* _Exercise brief_
Your answer must contain each line of the data, copied exactly.

* _Input for this task_

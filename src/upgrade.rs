// Copyright 2023 Divy Srivastava <dj.srivastava23@gmail.com>
//
// Licensed under the Apache License, Version 2.0 (the "License");
// you may not use this file except in compliance with the License.
// You may obtain a copy of the License at
//
// http://www.apache.org/licenses/LICENSE-2.0
//
// Unless required by applicable law or agreed to in writing, software
// distributed under the License is distributed on an "AS IS" BASIS,
// WITHOUT WARRANTIES OR CONDITIONS OF ANY KIND, either express or implied.
// See the License for the specific language governing permissions and
// limitations under the License.

//! HTTP upgrades and the WebSocket connection pool.

use base64::engine::general_purpose::STANDARD as BASE64;
use base64::Engine as _;
use log::{debug, error};
use sha1::{Digest, Sha1};

use crate::connection::{RecvSink, ServerConnection};
use crate::frame::{Frame, OpCode};
use crate::request::Request;
use crate::response::{ConnectionMode, Response, StatusCode};
use crate::websocket::Websocket;
use crate::{
  CLOSE_WAIT_SECS, MAX_WEBSOCKETS, PING_INTERVAL_SECS, PONG_TIMEOUT_SECS,
  WS_RECV_BUFFER_SIZE,
};

const WS_GUID: &[u8] = b"258EAFA5-E914-47DA-95CA-C5AB0DC85B11";

/// Called for every frame the pump decodes, before any protocol reply.
pub type FrameHandler =
  Box<dyn FnMut(&mut Websocket, &Frame<'_>, &mut ServerConnection)>;

/// Compute the `Sec-WebSocket-Accept` value for a client key.
pub fn accept_key(client_key: &str) -> String {
  let mut sha = Sha1::new();
  sha.update(client_key.as_bytes());
  sha.update(WS_GUID);
  BASE64.encode(sha.finalize())
}

/// Fixed pool of WebSocket framers plus the upgrade handler and the
/// ping/pong liveness pump.
pub struct WebsocketManager {
  sockets: Vec<Websocket>,
  frame_handler: Option<FrameHandler>,
  now: u32,
}

impl Default for WebsocketManager {
  fn default() -> Self {
    Self::new()
  }
}

impl WebsocketManager {
  pub fn new() -> Self {
    Self::with_pool_size(MAX_WEBSOCKETS)
  }

  pub fn with_pool_size(size: usize) -> Self {
    Self {
      sockets: (0..size).map(|_| Websocket::new()).collect(),
      frame_handler: None,
      now: 0,
    }
  }

  pub fn set_frame_handler(&mut self, handler: FrameHandler) {
    self.frame_handler = Some(handler);
  }

  pub fn socket_mut(&mut self, index: usize) -> Option<&mut Websocket> {
    self.sockets.get_mut(index)
  }

  fn next_free_socket(&self) -> Option<usize> {
    self.sockets.iter().position(|s| !s.is_in_use())
  }

  /// Handler for the path the application exposes WebSockets on.
  ///
  /// Checks the upgrade headers, allocates a framer, answers `101
  /// Switching Protocols` with the accept key, and rewires the connection
  /// so its bytes feed the framer instead of the request parser.
  pub fn upgrade(&mut self, req: &mut Request, resp: &mut Response) {
    let upgrade_requested = req
      .headers
      .get("CONNECTION")
      .map(|v| v.to_ascii_lowercase().contains("upgrade"))
      .unwrap_or(false);
    if !upgrade_requested {
      resp.write_header(StatusCode::BadRequest);
      return;
    }

    let Some(key) = req
      .headers
      .get("SEC-WEBSOCKET-KEY")
      .filter(|k| !k.is_empty())
    else {
      resp.write_header(StatusCode::BadRequest);
      return;
    };

    let Some(index) = self.next_free_socket() else {
      error!("websocket pool exhausted");
      resp.write_header(StatusCode::InternalServerError);
      return;
    };

    resp.write_header(StatusCode::SwitchingProtocol);
    resp.write_header_line("Sec-WebSocket-Accept", &accept_key(key));
    resp.write_header_raw("Upgrade: websocket");
    resp.set_connection_mode(ConnectionMode::Upgrade);

    // map the connection to the framer and back
    let now = self.now;
    let conn = resp.hijack_connection();
    conn.sink = RecvSink::Websocket(index);
    self.sockets[index].assign(conn.slot(), now);
    debug!("websocket upgrade on slot {}", conn.slot());
  }

  /// Receive-path entry: bytes for the framer at `index`.
  pub(crate) fn data_received(&mut self, index: usize, data: &[u8]) {
    if let Some(ws) = self.sockets.get_mut(index) {
      ws.data_received(data);
    }
  }

  /// Drop the framer-to-connection binding (connection already released).
  pub(crate) fn unassign(&mut self, index: usize) {
    if let Some(ws) = self.sockets.get_mut(index) {
      ws.unassign();
    }
  }

  /// Periodic pump: decode at most one frame per framer, keep the
  /// ping/pong liveness going, and time out half-closed sessions.
  pub fn process(&mut self, conns: &mut [ServerConnection], now: u32) {
    self.now = now;
    let Self {
      sockets,
      frame_handler,
      ..
    } = self;

    for ws in sockets.iter_mut() {
      let Some(slot) = ws.connection_slot() else {
        continue;
      };
      let conn = &mut conns[slot];
      if !conn.is_connected() {
        ws.unassign();
        continue;
      }

      let mut payload = [0u8; WS_RECV_BUFFER_SIZE];
      match ws.next_frame(&mut payload) {
        Err(e) => {
          error!("websocket protocol error, closing: {e}");
          conn.close();
          ws.unassign();
        }
        Ok(Some(frame)) => {
          if let Some(handler) = frame_handler.as_mut() {
            handler(ws, &frame, conn);
          }
          match frame.opcode {
            OpCode::Close => {
              if ws.is_close_requested_by_server() {
                // the peer echoed our close; the handshake is done
                conn.close();
                ws.unassign();
              } else if ws
                .write_frame(conn, OpCode::Close, frame.payload)
                .is_err()
              {
                conn.close();
                ws.unassign();
              }
            }
            OpCode::Ping => {
              if ws.write_frame(conn, OpCode::Pong, frame.payload).is_err() {
                error!("pong reply failed, closing");
                conn.close();
                ws.unassign();
              }
            }
            OpCode::Pong => {
              ws.last_pong_received = now;
            }
            _ => {}
          }
        }
        Ok(None) => {
          if ws.is_close_requested_by_server() {
            // no pings while a close is pending, just the echo deadline
            if now.saturating_sub(ws.close_sent_at) > CLOSE_WAIT_SECS {
              debug!("close handshake timed out on slot {slot}");
              conn.close();
              ws.unassign();
            }
          } else if now.saturating_sub(ws.last_ping_sent) > PING_INTERVAL_SECS {
            let last_seen = if ws.last_pong_received != 0 {
              ws.last_pong_received
            } else {
              ws.last_ping_sent
            };
            if now.saturating_sub(last_seen) > PONG_TIMEOUT_SECS {
              error!("pong timeout, closing websocket on slot {slot}");
              conn.close();
              ws.unassign();
              continue;
            }
            if ws.write_frame(conn, OpCode::Ping, &[]).is_err() {
              error!("ping failed, closing websocket on slot {slot}");
              conn.close();
              ws.unassign();
              continue;
            }
            ws.last_ping_sent = now;
          }
        }
      }
    }
  }

  /// Broadcast one frame to every assigned framer.
  pub fn write_frame_to_all(
    &mut self,
    conns: &mut [ServerConnection],
    opcode: OpCode,
    payload: &[u8],
  ) {
    for ws in self.sockets.iter_mut() {
      if let Some(slot) = ws.connection_slot() {
        let conn = &mut conns[slot];
        if conn.is_connected() {
          let _ = ws.write_frame(conn, opcode, payload);
        }
      }
    }
  }
}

* _Written answer_
filename src/upgrade.rs
// Copyright 2023 Divy Srivastava <dj.srivastava23@gmail.com>
//
// Licensed under the Apache License, Version 2.0 (the "License");
// you may not use this file except in compliance with the License.
// You may obtain a copy of the License at
//
// http://www.apache.org/licenses/LICENSE-2.0
//
// Unless required by applicable law or agreed to in writing, software
// distributed under the License is distributed on an "AS IS" BASIS,
// WITHOUT WARRANTIES OR CONDITIONS OF ANY KIND, either express or implied.
// See the License for the specific language governing permissions and
// limitations under the License.

//! HTTP upgrades and the WebSocket connection pool.

use base64::engine::general_purpose::STANDARD as BASE64;
use base64::Engine as _;
use log::{debug, error};
use sha1::{Digest, Sha1};

use crate::connection::{RecvSink, ServerConnection};
use crate::frame::{Frame, OpCode};
use crate::request::Request;
use crate::response::{ConnectionMode, Response, StatusCode};
use crate::websocket::Websocket;
use crate::{
  CLOSE_WAIT_SECS, MAX_WEBSOCKETS, PING_INTERVAL_SECS, PONG_TIMEOUT_SECS,
  WS_RECV_BUFFER_SIZE,
};

const WS_GUID: &[u8] = b"258EAFA5-E914-47DA-95CA-C5AB0DC85B11";

/// Called for every frame the pump decodes, before any protocol reply.
pub type FrameHandler =
  Box<dyn FnMut(&mut Websocket, &Frame<'_>, &mut ServerConnection)>;

/// Compute the `Sec-WebSocket-Accept` value for a client key.
pub fn accept_key(client_key: &str) -> String {
  let mut sha = Sha1::new();
  sha.update(client_key.as_bytes());
  sha.update(WS_GUID);
  BASE64.encode(sha.finalize())
}

/// Fixed pool of WebSocket framers plus the upgrade handler and the
/// ping/pong liveness pump.
pub struct WebsocketManager {
  sockets: Vec<Websocket>,
  frame_handler: Option<FrameHandler>,
  now: u32,
}

impl Default for WebsocketManager {
  fn default() -> Self {
    Self::new()
  }
}

impl WebsocketManager {
  pub fn new() -> Self {
    Self::with_pool_size(MAX_WEBSOCKETS)
  }

  pub fn with_pool_size(size: usize) -> Self {
    Self {
      sockets: (0..size).map(|_| Websocket::new()).collect(),
      frame_handler: None,
      now: 0,
    }
  }

  pub fn set_frame_handler(&mut self, handler: FrameHandler) {
    self.frame_handler = Some(handler);
  }

  pub fn socket_mut(&mut self, index: usize) -> Option<&mut Websocket> {
    self.sockets.get_mut(index)
  }

  fn next_free_socket(&self) -> Option<usize> {
    self.sockets.iter().position(|s| !s.is_in_use())
  }

  /// Handler for the path the application exposes WebSockets on.
  ///
  /// Checks the upgrade headers, allocates a framer, answers `101
  /// Switching Protocols` with the accept key, and rewires the connection
  /// so its bytes feed the framer instead of the request parser.
  pub fn upgrade(&mut self, req: &mut Request, resp: &mut Response) {
    let upgrade_requested = req
      .headers
      .get("CONNECTION")
      .map(|v| v.to_ascii_lowercase().contains("upgrade"))
      .unwrap_or(false);
    if !upgrade_requested {
      resp.write_header(StatusCode::BadRequest);
      return;
    }

    let Some(key) = req
      .headers
      .get("SEC-WEBSOCKET-KEY")
      .filter(|k| !k.is_empty())
    else {
      resp.write_header(StatusCode::BadRequest);
      return;
    };

    let Some(index) = self.next_free_socket() else {
      error!("websocket pool exhausted");
      resp.write_header(StatusCode::InternalServerError);
      return;
    };

    resp.write_header(StatusCode::SwitchingProtocol);
    resp.write_header_line("Sec-WebSocket-Accept", &accept_key(key));
    resp.write_header_raw("Upgrade: websocket");
    resp.set_connection_mode(ConnectionMode::Upgrade);

    // map the connection to the framer and back
    let now = self.now;
    let conn = resp.hijack_connection();
    conn.sink = RecvSink::Websocket(index);
    self.sockets[index].assign(conn.slot(), now);
    debug!("websocket upgrade on slot {}", conn.slot());
  }

  /// Receive-path entry: bytes for the framer at `index`.
  pub(crate) fn data_received(&mut self, index: usize, data: &[u8]) {
    if let Some(ws) = self.sockets.get_mut(index) {
      ws.data_received(data);
    }
  }

  /// Drop the framer-to-connection binding (connection already released).
  pub(crate) fn unassign(&mut self, index: usize) {
    if let Some(ws) = self.sockets.get_mut(index) {
      ws.unassign();
    }
  }

  /// Periodic pump: decode at most one frame per framer, keep the
  /// ping/pong liveness going, and time out half-closed sessions.
  pub fn process(&mut self, conns: &mut [ServerConnection], now: u32) {
    self.now = now;
    let Self {
      sockets,
      frame_handler,
      ..
    } = self;

    for ws in sockets.iter_mut() {
      let Some(slot) = ws.connection_slot() else {
        continue;
      };
      let conn = &mut conns[slot];
      if !conn.is_connected() {
        ws.unassign();
        continue;
      }

      let mut payload = [0u8; WS_RECV_BUFFER_SIZE];
      match ws.next_frame(&mut payload) {
        Err(e) => {
          error!("websocket protocol error, closing: {e}");
          conn.close();
          ws.unassign();
        }
        Ok(Some(frame)) => {
          if let Some(handler) = frame_handler.as_mut() {
            handler(ws, &frame, conn);
          }
          match frame.opcode {
            OpCode::Close => {
              if ws.is_close_requested_by_server() {
                // the peer echoed our close; the handshake is done
                conn.close();
                ws.unassign();
              } else if ws
                .write_frame(conn, OpCode::Close, frame.payload)
                .is_err()
              {
                conn.close();
                ws.unassign();
              }
            }
            OpCode::Ping => {
              if ws.write_frame(conn, OpCode::Pong, frame.payload).is_err() {
                error!("pong reply failed, closing");
                conn.close();
                ws.unassign();
              }
            }
            OpCode::Pong => {
              ws.last_pong_received = now;
            }
            _ => {}
          }
        }
        Ok(None) => {
          if ws.is_close_requested_by_server() {
            // no pings while a close is pending, just the echo deadline
            if now.saturating_sub(ws.close_sent_at) > CLOSE_WAIT_SECS {
              debug!("close handshake timed out on slot {slot}");
              conn.close();
              ws.unassign();
            }
          } else if now.saturating_sub(ws.last_ping_sent) > PING_INTERVAL_SECS {
            let last_seen = if ws.last_pong_received != 0 {
              ws.last_pong_received
            } else {
              ws.last_ping_sent
            };
            if now.saturating_sub(last_seen) > PONG_TIMEOUT_SECS {
              error!("pong timeout, closing websocket on slot {slot}");
              conn.close();
              ws.unassign();
              continue;
            }
            if ws.write_frame(conn, OpCode::Ping, &[]).is_err() {
              error!("ping failed, closing websocket on slot {slot}");
              conn.close();
              ws.unassign();
              continue;
            }
            ws.last_ping_sent = now;
          }
        }
      }
    }
  }

  /// Broadcast one frame to every assigned framer.
  pub fn write_frame_to_all(
    &mut self,
    conns: &mut [ServerConnection],
    opcode: OpCode,
    payload: &[u8],
  ) {
    for ws in self.sockets.iter_mut() {
      if let Some(slot) = ws.connection_slot() {
        let conn = &mut conns[slot];
        if conn.is_connected() {
          let _ = ws.write_frame(conn, opcode, payload);
        }
      }
    }
  }
}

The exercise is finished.